*Exercise prompt:*
Range to output from the entries below: the line containing "match (self, value)" through the line containing "(DbType::Text | DbType::Date". Set it down exactly, ends included, nothing else.

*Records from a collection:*
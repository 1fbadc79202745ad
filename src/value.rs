// used for persistence
use rusqlite::types::{FromSql, ToSql, ToSqlOutput, ValueRef};
pub use rusqlite::types::Value;

// used for timestamps in the database
use chrono::{DateTime, NaiveDate, NaiveDateTime, Utc};

// mapping documents name their parameter types
use serde::{Deserialize, Serialize};

// used to print out readable forms of a data type
use std::fmt;

use crate::error::{AmbitError, Result};

/// Database-side type of a parameter or column.
///
/// `Char` and `CharArray` exist only so that inference can recognise them and
/// reject them; text has to travel as `Text`.
#[derive(Debug, Clone, Copy, PartialEq, Eq, Hash, Serialize, Deserialize)]
#[serde(rename_all = "snake_case")]
pub enum DbType {
    Integer,
    Real,
    Text,
    Blob,
    Boolean,
    Date,
    DateTime,
    Char,
    CharArray,
    Variant,
}

impl DbType {
    /// Infers the type of a value that arrived without any declared type.
    pub fn of(value: &Value) -> DbType {
        match value {
            Value::Null => DbType::Variant,
            Value::Integer(_) => DbType::Integer,
            Value::Real(_) => DbType::Real,
            Value::Text(_) => DbType::Text,
            Value::Blob(_) => DbType::Blob,
        }
    }
    pub fn is_character(&self) -> bool {
        matches!(self, DbType::Char | DbType::CharArray)
    }
    /// Whether a runtime value is acceptable for a parameter declared with this type.
    pub fn accepts(&self, value: &Value) -> bool {
        match (self, value) {
            (_, Value::Null) | (DbType::Variant, _) => true,
            (DbType::Integer | DbType::Boolean, Value::Integer(_)) => true,
            (DbType::Real, Value::Real(_) | Value::Integer(_)) => true,
            (DbType::Text | DbType::Date | DbType::DateTime, Value::Text(_)) => true,
            (DbType::Blob, Value::Blob(_)) => true,
            _ => false,
        }
    }
    pub fn name(&self) -> &'static str {
        match self {
            DbType::Integer => "integer",
            DbType::Real => "real",
            DbType::Text => "text",
            DbType::Blob => "blob",
            DbType::Boolean => "boolean",
            DbType::Date => "date",
            DbType::DateTime => "date_time",
            DbType::Char => "char",
            DbType::CharArray => "char_array",
            DbType::Variant => "variant",
        }
    }
}

impl fmt::Display for DbType {
    fn fmt(&self, f: &mut fmt::Formatter) -> fmt::Result {
        write!(f, "{}", self.name())
    }
}

/// A Rust type that can be bound as a command argument.
///
/// The associated constant plays the part runtime type inspection would play
/// elsewhere: the dispatcher reads it to infer a parameter's type when the
/// contract does not declare one.
pub trait SqlType {
    // static stuff which needs to be implemented downstream
    const DB_TYPE: DbType;
    fn to_value(&self) -> Value;
    // instance callable with pre-made implementation
    fn db_type(&self) -> DbType {
        Self::DB_TYPE
    }
}

// ------------- Data Types --------------
impl SqlType for i64 {
    const DB_TYPE: DbType = DbType::Integer;
    fn to_value(&self) -> Value {
        Value::Integer(*self)
    }
}
impl SqlType for i32 {
    const DB_TYPE: DbType = DbType::Integer;
    fn to_value(&self) -> Value {
        Value::Integer(i64::from(*self))
    }
}
impl SqlType for bool {
    const DB_TYPE: DbType = DbType::Boolean;
    fn to_value(&self) -> Value {
        Value::Integer(i64::from(*self))
    }
}
impl SqlType for f64 {
    const DB_TYPE: DbType = DbType::Real;
    fn to_value(&self) -> Value {
        Value::Real(*self)
    }
}
impl SqlType for String {
    const DB_TYPE: DbType = DbType::Text;
    fn to_value(&self) -> Value {
        Value::Text(self.clone())
    }
}
impl SqlType for &str {
    const DB_TYPE: DbType = DbType::Text;
    fn to_value(&self) -> Value {
        Value::Text((*self).to_owned())
    }
}
impl SqlType for Vec<u8> {
    const DB_TYPE: DbType = DbType::Blob;
    fn to_value(&self) -> Value {
        Value::Blob(self.clone())
    }
}
impl SqlType for NaiveDate {
    const DB_TYPE: DbType = DbType::Date;
    fn to_value(&self) -> Value {
        Value::Text(self.format("%F").to_string())
    }
}
impl SqlType for NaiveDateTime {
    const DB_TYPE: DbType = DbType::DateTime;
    fn to_value(&self) -> Value {
        Value::Text(self.format("%F %T%.f").to_string())
    }
}
impl SqlType for DateTime<Utc> {
    const DB_TYPE: DbType = DbType::DateTime;
    fn to_value(&self) -> Value {
        Value::Text(self.format("%F %T%.f%:z").to_string())
    }
}
impl<T: SqlType> SqlType for Option<T> {
    const DB_TYPE: DbType = T::DB_TYPE;
    fn to_value(&self) -> Value {
        self.as_ref().map_or(Value::Null, SqlType::to_value)
    }
}
// Character types are representable so that they can be refused.
impl SqlType for char {
    const DB_TYPE: DbType = DbType::Char;
    fn to_value(&self) -> Value {
        Value::Text(self.to_string())
    }
}
impl SqlType for Vec<char> {
    const DB_TYPE: DbType = DbType::CharArray;
    fn to_value(&self) -> Value {
        Value::Text(self.iter().collect())
    }
}

/// Converts anything the driver can bind into an owned [`Value`].
pub fn to_value<T: ToSql + ?Sized>(value: &T) -> Result<Value> {
    Ok(match value.to_sql()? {
        ToSqlOutput::Borrowed(r) => Value::from(r),
        ToSqlOutput::Owned(v) => v,
        other => {
            return Err(AmbitError::Argument(format!("unsupported driver value {other:?}")));
        }
    })
}

/// Converts an owned [`Value`] into a Rust type using the driver's own conversions.
pub fn from_value<T: FromSql>(value: &Value) -> Result<T> {
    T::column_result(ValueRef::from(value))
        .map_err(|e| AmbitError::mapping(format!("cannot convert {value:?}: {e}"), None))
}
//! The ambient unit of work.
//!
//! Each thread carries at most one ambient [`UnitOfWork`]. Entry points call
//! [`Database::scope`]: if nothing is ambient they create a unit, publish it
//! and own it; otherwise they join the ambient one. Only the owner completes
//! and releases, so the same repository call works standalone or nested in a
//! larger transactional operation.
//!
//! ```
//! use ambit::Database;
//! let db = Database::in_memory().unwrap();
//! db.execute_batch("create table t (v integer)").unwrap();
//! {
//!     let outer = db.scope().unwrap();
//!     outer.execute_batch("insert into t values (1)").unwrap();
//!     {
//!         let inner = db.scope().unwrap();
//!         assert!(!inner.is_owner());
//!         assert_eq!(inner.id(), outer.id());
//!     }
//!     outer.complete();
//! }
//! assert!(db.current().is_none());
//! ```

use std::cell::RefCell;
use std::ops::Deref;
use std::rc::Rc;

use tracing::{debug, warn};

use crate::database::Database;
use crate::error::{AmbitError, Result};
use crate::unit_of_work::{Begin, UnitOfWork};

thread_local! {
    static AMBIENT: RefCell<Option<Rc<UnitOfWork>>> = const { RefCell::new(None) };
}

/// The ambient unit of work of the current thread, whichever database it belongs to.
pub fn current() -> Option<Rc<UnitOfWork>> {
    AMBIENT.with(|slot| slot.borrow().clone())
}

/// Access to a unit of work that is either owned or joined.
pub struct Scope {
    unit: Rc<UnitOfWork>,
    owner: bool,
    closed: bool,
}

impl Scope {
    pub(crate) fn join_or_create(database: &Database, begin: Begin) -> Result<Self> {
        match current() {
            Some(unit) => {
                database.ensure_owns(&unit)?;
                debug!(unit = unit.id(), "joined ambient unit of work");
                Ok(Self { unit, owner: false, closed: false })
            }
            None => Self::create_new(database, begin),
        }
    }
    pub(crate) fn create_new(database: &Database, begin: Begin) -> Result<Self> {
        if let Some(unit) = current() {
            return Err(AmbitError::Configuration(format!(
                "unit of work {} is already ambient on this thread",
                unit.id()
            )));
        }
        let unit = Rc::new(database.begin_with(begin)?);
        AMBIENT.with(|slot| *slot.borrow_mut() = Some(Rc::clone(&unit)));
        Ok(Self { unit, owner: true, closed: false })
    }
    pub fn is_owner(&self) -> bool {
        self.owner
    }
    pub fn unit(&self) -> &Rc<UnitOfWork> {
        &self.unit
    }
    /// Marks the unit successful. Joined scopes leave completion to the owner.
    pub fn complete(&self) {
        if self.owner {
            self.unit.complete();
        }
    }
    /// Ends the scope, surfacing commit errors that a drop could only log.
    pub fn close(mut self) -> Result<()> {
        self.finish()
    }
    fn finish(&mut self) -> Result<()> {
        if self.closed || !self.owner {
            self.closed = true;
            return Ok(());
        }
        self.closed = true;
        AMBIENT.with(|slot| {
            let mut slot = slot.borrow_mut();
            if slot.as_ref().is_some_and(|ambient| Rc::ptr_eq(ambient, &self.unit)) {
                *slot = None;
            }
        });
        self.unit.release()
    }
}

impl Deref for Scope {
    type Target = UnitOfWork;
    fn deref(&self) -> &UnitOfWork {
        &self.unit
    }
}

impl Drop for Scope {
    fn drop(&mut self) {
        if let Err(e) = self.finish() {
            warn!(unit = self.unit.id(), error = %e, "scope release failed");
        }
    }
}

#[cfg(test)]
mod tests {
    use super::*;
    use crate::unit_of_work::UnitState;

    #[test]
    fn owner_releases_and_clears_the_slot() {
        let db = Database::in_memory().unwrap();
        let unit = {
            let scope = db.scope().unwrap();
            assert!(scope.is_owner());
            assert!(Rc::ptr_eq(&db.current().unwrap(), scope.unit()));
            Rc::clone(scope.unit())
        };
        assert!(current().is_none());
        assert_eq!(unit.state(), UnitState::RolledBack);
    }

    #[test]
    fn joined_scope_neither_completes_nor_releases() {
        let db = Database::in_memory().unwrap();
        let outer = db.scope().unwrap();
        {
            let inner = db.scope().unwrap();
            inner.complete();
            inner.close().unwrap();
        }
        assert!(!outer.is_completed());
        assert!(!outer.is_released());
        outer.complete();
        outer.close().unwrap();
        assert!(current().is_none());
    }

    #[test]
    fn create_new_refuses_to_shadow_an_ambient_unit() {
        let db = Database::in_memory().unwrap();
        let _outer = db.create_new().unwrap();
        assert!(matches!(db.create_new(), Err(AmbitError::Configuration(_))));
    }

    #[test]
    fn foreign_ambient_unit_is_a_configuration_error() {
        let a = Database::in_memory().unwrap();
        let b = Database::in_memory().unwrap();
        let _outer = a.scope().unwrap();
        assert!(matches!(b.scope(), Err(AmbitError::Configuration(_))));
        assert!(b.current().is_none());
    }
}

*Reply:*
        match (self, value) {
            (_, Value::Null) | (DbType::Variant, _) => true,
            (DbType::Integer | DbType::Boolean, Value::Integer(_)) => true,
            (DbType::Real, Value::Real(_) | Value::Integer(_)) => true,
            (DbType::Text | DbType::Date | DbType::DateTime, Value::Text(_)) => true,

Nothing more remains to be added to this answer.